In Cina aumentano depressione e malattie mentali anche fra i funzionari del partito

Il governo cinese introduce un test psicologico nelle procedure di selezione dei dirigenti governativi e delle industrie di Stato per fermare i frequenti casi di suicidi.

In Cina gli “ankang”, cioè gli ospedali psichiatrici, sono usati come carceri per dissidenti o “petitioners” (cittadini che cercano giustizia presso le autorità centrali). Sono più temuti dei laogai, perché è quasi impossibile uscirne vivi e sani. Del resto durante la Rivoluzione Culturale le malattie mentali erano state “abolite”  in quanto considerate “sovrastrutture” borghesi. Quindi le cure mentali erano  necessarie solo per i “pazzi” che chiedevano democrazia, rispetto dei diritti fondamentali o che ritenevano che il Partito potesse commettere errori o ingiustizie. Un’ultima nota prima di continuare la lettura dell’articolo di Asia News (che mostra come ormai il problema della salute mentale vada decisamente affronato dalle autorità): “ankang” in cinese vuol dire “pace e salute”… (FRP)

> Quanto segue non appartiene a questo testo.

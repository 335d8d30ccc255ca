//! An [`ObjectStore`] that keeps its objects in memory. Useful for tests and for running
//! without any object storage at hand.

use crate::store::{Listing, ObjectMeta, ObjectStore};
use async_trait::async_trait;
use chrono::{DateTime, Utc};
use std::collections::{BTreeMap, BTreeSet};
use tokio::sync::RwLock;
use uploadkit_core::storage::{Error, ErrorKind, Result};

#[derive(Debug, Clone)]
struct Object {
    content: Vec<u8>,
    last_modified: DateTime<Utc>,
}

/// Objects held in a sorted map, so listings come back in key order like they do from S3.
#[derive(Debug, Default)]
pub struct MemoryStore {
    objects: RwLock<BTreeMap<String, Object>>,
}

impl MemoryStore {
    /// Creates an empty store.
    pub fn new() -> Self {
        Self::default()
    }

    /// All keys currently stored, in order.
    pub async fn keys(&self) -> Vec<String> {
        self.objects.read().await.keys().cloned().collect()
    }
}

fn meta(key: &str, object: &Object) -> ObjectMeta {
    ObjectMeta {
        key: key.to_string(),
        size: object.content.len() as u64,
        last_modified: Some(object.last_modified),
    }
}

#[async_trait]
impl ObjectStore for MemoryStore {
    async fn put(&self, key: &str, content: Vec<u8>) -> Result<()> {
        let object = Object {
            content,
            last_modified: Utc::now(),
        };
        self.objects.write().await.insert(key.to_string(), object);
        Ok(())
    }

    async fn get(&self, key: &str) -> Result<Vec<u8>> {
        match self.objects.read().await.get(key) {
            Some(object) => Ok(object.content.clone()),
            None => Err(Error::new(ErrorKind::NotFound, format!("no such key {}", key))),
        }
    }

    async fn head(&self, key: &str) -> Result<Option<ObjectMeta>> {
        Ok(self.objects.read().await.get(key).map(|o| meta(key, o)))
    }

    async fn list(&self, prefix: &str, delimiter: Option<&str>) -> Result<Listing> {
        let objects = self.objects.read().await;
        let mut listing = Listing::default();
        let mut prefixes = BTreeSet::new();
        for (key, object) in objects.range(prefix.to_string()..) {
            let Some(rest) = key.strip_prefix(prefix) else {
                break;
            };
            match delimiter.and_then(|d| rest.find(d).map(|i| i + d.len())) {
                Some(end) => {
                    prefixes.insert(format!("{}{}", prefix, &rest[..end]));
                }
                None => listing.objects.push(meta(key, object)),
            }
        }
        listing.prefixes = prefixes.into_iter().collect();
        Ok(listing)
    }

    async fn delete(&self, key: &str) -> Result<()> {
        self.objects.write().await.remove(key);
        Ok(())
    }

    async fn copy(&self, from: &str, to: &str) -> Result<()> {
        let mut objects = self.objects.write().await;
        let object = objects
            .get(from)
            .cloned()
            .ok_or_else(|| Error::new(ErrorKind::NotFound, format!("no such key {}", from)))?;
        objects.insert(to.to_string(), object);
        Ok(())
    }
}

Nel Paese circa il 17,5% della popolazione soffre per malattie mentali, schizofrenia e depressione. Cresce il consumo di psicofarmaci anche tra chi non presenta patologie. Il governo cinese ha annunciato di recente l’introduzione di un test psicologico nelle procedure di selezione per i funzionari di governo e i leader delle industrie di Stato. La decisione deriva dalla frequenza dei suicidi tra i dirigenti statali, spesso affetti da depressione. Nel Paese crescono di continuo i casi di disturbi mentali e patologie psichiatriche.

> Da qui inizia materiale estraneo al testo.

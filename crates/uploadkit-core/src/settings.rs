//! Helpers for reading back-end settings.
//!
//! Back-ends are configured from a flat string map (`FTP_SERVER_URL`, `OSS_BUCKETNAME`, ...),
//! the way the admin system stores its site configuration. Missing or malformed values are
//! reported as [`ErrorKind::Configuration`] at construction time.

use crate::storage::{Error, ErrorKind, Result};
use std::{collections::BTreeMap, str::FromStr};

/// Per back-end configuration values keyed by setting name.
pub type Settings = BTreeMap<String, String>;

/// Returns the trimmed value of `key`, failing when it is absent or blank.
pub fn required<'a>(settings: &'a Settings, key: &str) -> Result<&'a str> {
    optional(settings, key).ok_or_else(|| Error::new(ErrorKind::Configuration, format!("missing required setting {}", key)))
}

/// Returns the trimmed value of `key` unless it is absent or blank.
pub fn optional<'a>(settings: &'a Settings, key: &str) -> Option<&'a str> {
    settings.get(key).map(|v| v.trim()).filter(|v| !v.is_empty())
}

/// Parses the value of `key`, falling back to `default` when it is absent or blank.
pub fn parse_or<T>(settings: &Settings, key: &str, default: T) -> Result<T>
where
    T: FromStr,
    T::Err: std::fmt::Display,
{
    match optional(settings, key) {
        None => Ok(default),
        Some(raw) => raw
            .parse()
            .map_err(|e: T::Err| Error::new(ErrorKind::Configuration, format!("invalid value {:?} for setting {}: {}", raw, key, e))),
    }
}

#[cfg(test)]
mod tests {
    use super::*;
    use pretty_assertions::assert_eq;

    fn settings(pairs: &[(&str, &str)]) -> Settings {
        pairs.iter().map(|(k, v)| (k.to_string(), v.to_string())).collect()
    }

    #[test]
    fn blank_values_count_as_missing() {
        let s = settings(&[("A", "  "), ("B", " x ")]);
        assert_eq!(optional(&s, "A"), None);
        assert_eq!(optional(&s, "B"), Some("x"));
        assert_eq!(required(&s, "A").unwrap_err().kind(), ErrorKind::Configuration);
        assert_eq!(required(&s, "C").unwrap_err().kind(), ErrorKind::Configuration);
    }

    #[test]
    fn parse_with_default() {
        let s = settings(&[("PORT", "2121"), ("BAD", "abc"), ("ZERO", "0")]);
        assert_eq!(parse_or(&s, "PORT", 21u16).unwrap(), 2121);
        assert_eq!(parse_or(&s, "MISSING", 21u16).unwrap(), 21);
        assert_eq!(parse_or(&s, "ZERO", 5u64).unwrap(), 0);
        let err = parse_or(&s, "BAD", 21u16).unwrap_err();
        assert_eq!(err.kind(), ErrorKind::Configuration);
        assert!(err.to_string().contains("BAD"));
    }
}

Il problema delle malattie mentali e disturbi psichici è apparso in Cina insieme con lo sviluppo economico. Secondo una ricerca realizzata dalle autorità nel 2009, circa il 17,5% dei cinesi, dalle città alle campagne, soffre di malattie mentali, schizofrenia e depressione.

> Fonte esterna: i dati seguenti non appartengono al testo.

use crate::config::StorageConfig;
use async_trait::async_trait;
use derive_more::Display;
use std::{path::Path, str::FromStr};
use tokio::io::AsyncRead;
use uploadkit_core::storage::{Error, ErrorKind, File, Result, Uploader};
use uploadkit_sbe_fs::{Filesystem, options::FsOptions};
use uploadkit_sbe_ftp::{FtpUploader, options::FtpOptions};
use uploadkit_sbe_oss::{ObjectStorage, options::OssOptions};

/// The storage engines that can be selected by name.
#[derive(Debug, Clone, Copy, PartialEq, Eq, Hash, Display)]
pub enum EngineKind {
    /// Files on local disk.
    #[display("local")]
    Local,
    /// Files on an FTP server.
    #[display("ftp")]
    Ftp,
    /// Objects in an S3 compatible bucket.
    #[display("oss")]
    Oss,
}

impl FromStr for EngineKind {
    type Err = Error;

    fn from_str(s: &str) -> Result<Self> {
        match s {
            uploadkit_sbe_fs::ENGINE_NAME => Ok(EngineKind::Local),
            uploadkit_sbe_ftp::ENGINE_NAME => Ok(EngineKind::Ftp),
            uploadkit_sbe_oss::ENGINE_NAME => Ok(EngineKind::Oss),
            other => Err(Error::new(ErrorKind::Configuration, format!("no such storage engine: {:?}", other))),
        }
    }
}

/// One of the storage back-ends, chosen at runtime.
#[derive(Debug)]
pub enum Engine {
    /// See [`Filesystem`].
    Local(Filesystem),
    /// See [`FtpUploader`].
    Ftp(FtpUploader),
    /// See [`ObjectStorage`].
    Oss(ObjectStorage),
}

impl Engine {
    /// Builds the back-end `config` selects. Missing or invalid settings fail with
    /// [`ErrorKind::Configuration`]; an FTP server that cannot be reached fails with
    /// [`ErrorKind::Connectivity`].
    pub async fn from_config(config: &StorageConfig) -> Result<Engine> {
        let engine = match config.kind()? {
            EngineKind::Local => Engine::Local(Filesystem::with_options(FsOptions::from_settings(&config.settings)?)?),
            EngineKind::Ftp => Engine::Ftp(FtpUploader::connect(FtpOptions::from_settings(&config.settings)?).await?),
            EngineKind::Oss => Engine::Oss(ObjectStorage::new(&OssOptions::from_settings(&config.settings)?)?),
        };
        Ok(engine)
    }

    /// Which kind of back-end this is.
    pub fn kind(&self) -> EngineKind {
        match self {
            Engine::Local(_) => EngineKind::Local,
            Engine::Ftp(_) => EngineKind::Ftp,
            Engine::Oss(_) => EngineKind::Oss,
        }
    }
}

macro_rules! dispatch {
    ($self:ident, $u:ident => $call:expr) => {
        match $self {
            Engine::Local($u) => $call,
            Engine::Ftp($u) => $call,
            Engine::Oss($u) => $call,
        }
    };
}

#[async_trait]
impl Uploader for Engine {
    fn engine_name(&self) -> &str {
        dispatch!(self, u => u.engine_name())
    }

    fn base_dir(&self) -> Option<&Path> {
        dispatch!(self, u => u.base_dir())
    }

    fn full_url(&self, path: &str) -> String {
        dispatch!(self, u => u.full_url(path))
    }

    async fn upload<R>(&self, path: &str, content: R) -> Result<String>
    where
        R: AsyncRead + Send + Sync + Unpin + 'static,
    {
        dispatch!(self, u => u.upload(path, content).await)
    }

    async fn list(&self, dir: &str) -> Result<Vec<File>> {
        dispatch!(self, u => u.list(dir).await)
    }

    async fn info(&self, path: &str) -> Result<File> {
        dispatch!(self, u => u.info(path).await)
    }

    async fn exists(&self, path: &str) -> Result<bool> {
        dispatch!(self, u => u.exists(path).await)
    }

    async fn remove(&self, path: &str) -> Result<()> {
        dispatch!(self, u => u.remove(path).await)
    }

    async fn mkdir(&self, path: &str) -> Result<()> {
        dispatch!(self, u => u.mkdir(path).await)
    }

    async fn rmdir(&self, path: &str) -> Result<()> {
        dispatch!(self, u => u.rmdir(path).await)
    }

    async fn rename(&self, from: &str, to: &str) -> Result<()> {
        dispatch!(self, u => u.rename(from, to).await)
    }

    async fn content(&self, path: &str) -> Result<Vec<u8>> {
        dispatch!(self, u => u.content(path).await)
    }

    async fn close(&self) -> Result<()> {
        dispatch!(self, u => u.close().await)
    }
}

#[cfg(test)]
mod tests {
    use super::*;
    use pretty_assertions::assert_eq;
    use rstest::rstest;

    #[rstest]
    #[case("local", EngineKind::Local)]
    #[case("ftp", EngineKind::Ftp)]
    #[case("oss", EngineKind::Oss)]
    fn parses_engine_names(#[case] name: &str, #[case] kind: EngineKind) {
        assert_eq!(name.parse::<EngineKind>().unwrap(), kind);
        assert_eq!(kind.to_string(), name);
    }

    #[rstest]
    #[case("")]
    #[case("LOCAL")]
    #[case(" ftp")]
    #[case("s3")]
    fn rejects_unknown_engines(#[case] name: &str) {
        let err = name.parse::<EngineKind>().unwrap_err();
        assert_eq!(err.kind(), ErrorKind::Configuration);
        assert!(err.to_string().contains("no such storage engine"));
    }
}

Questa situazione ha spinto le autorità a inserire la salute mentale nell’agenda di governo, a tutt’oggi impreparato ad affrontare il problema.
Yanling He, psichiatra allo Shanghai Mental Medical Center, afferma che in Cina su oltre 1,2 miliardi di abitanti vi sono solo 20mila psichiatri. La media è di 1,5 ogni 100mila persone ed è un decimo rispetto agli Usa. La He sottolinea che la maggior parte dei medici non sono qualificati e affrontano spesso problematiche più consone a operatori sociali e psicologi. Altro dato è l’inefficiente distribuzione del personale sul territorio. “Allo Shanghai Mental Medical Center – afferma la He – vi sono circa 200 medici specializzati, mentre in Tibet l’unico psichiatria presente nella regione ha di recente lasciato l’incarico”.
Per modernizzare e qualificare il settore della psichiatria, nel 2009 il Ministero cinese della scienza ha investito oltre 6 milioni di euro in ricerche mirate alla prevenzione dei suicidi e all’identificazione di disturbi mentali. Il ministero ha anche iniziato diversi programmi di cooperazione internazionale con l’Università di Melburne e un team di medici statunitensi hanno dato il via a una serie di collaborazioni con atenei di Hong Kong e la University Institute of Mental Health di Pechino.
L’introduzione di nuove procedure di indagine psichiatrica e psicologica, soprattutto l’ingresso di farmaci moderni nel mercato cinese a partire dal 2005, ha generato un boom di acquisti tra la popolazione che trova spesso una soluzione farmacologica ai normali problemi della vita. Secondo un’analisi condotta dalla compagnia farmaceutica statunitense Ely Lilly, dal 1999 al 2009 i cinesi hanno aumentato di 6 volte la spesa in psicofarmaci e antidepressivi passando da meno di 50 milioni di dollari a oltre 300.
Sing Lee, professore all’Università di Hong Kong sottolinea che l’introduzione di questi nuovi farmaci ha prodotto un apparente crescita delle malattie mentali. “Per diagnosticare un caso di depressione – afferma – fino a qualche anno fa erano necessari tre mesi, oggi ci vogliono due settimane per la diagnosi e la somministrazione del farmaco”. Lee sottolinea che il rischio è curare con le medicine stati come il dolore e la tristezza che fanno invece parte dei normali sentimenti umani.
Un altro dato ancora più inquietante è l’utilizzo della psichiatria a fini repressivi. Da anni il partito comunista interna in modo coatto in strutture psichiatriche dissidenti politici, credenti, autori di proteste e anche coloro che compiono petizioni contro le autorità locali.